An identical copy of the data below is needed.
※ ※ ※
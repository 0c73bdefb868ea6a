//! `ms-schedule`: event queues, messages, and the single-scale scheduler.
//!
//! # Crate layout
//!
//! | Module        | Contents                                                  |
//! |---------------|-----------------------------------------------------------|
//! | [`queue`]     | `EventQueue<T>`: ordered multiset keyed by `Event`       |
//! | [`message`]   | `Message` trait (closures implement it)                   |
//! | [`scheduler`] | `Scheduler`: `(Event, Message)` queue plus its own clock |
//! | [`error`]     | `ScheduleError`, `ScheduleResult<T>`                      |
//!
//! # Step model (summary)
//!
//! ```text
//! (event, msg) = pop head
//! clock        = event.time
//! if msg.execute(event):  push (event with time = clock + period, msg)
//! return new head event   (Event::never() when empty)
//! ```

pub mod error;
pub mod message;
pub mod queue;
pub mod scheduler;

#[cfg(test)]
mod tests;

pub use error::{ScheduleError, ScheduleResult};
pub use message::Message;
pub use queue::EventQueue;
pub use scheduler::Scheduler;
※ ※ ※
## Exercise answer
repository 0c73bdefb868ea6a
//! `ms-schedule`: event queues, messages, and the single-scale scheduler.
//!
//! # Crate layout
//!
//! | Module        | Contents                                                  |
//! |---------------|-----------------------------------------------------------|
//! | [`queue`]     | `EventQueue<T>`: ordered multiset keyed by `Event`       |
//! | [`message`]   | `Message` trait (closures implement it)                   |
//! | [`scheduler`] | `Scheduler`: `(Event, Message)` queue plus its own clock |
//! | [`error`]     | `ScheduleError`, `ScheduleResult<T>`                      |
//!
//! # Step model (summary)
//!
//! ```text
//! (event, msg) = pop head
//! clock        = event.time
//! if msg.execute(event):  push (event with time = clock + period, msg)
//! return new head event   (Event::never() when empty)
//! ```

pub mod error;
pub mod message;
pub mod queue;
pub mod scheduler;

#[cfg(test)]
mod tests;

pub use error::{ScheduleError, ScheduleResult};
pub use message::Message;
pub use queue::EventQueue;
pub use scheduler::Scheduler;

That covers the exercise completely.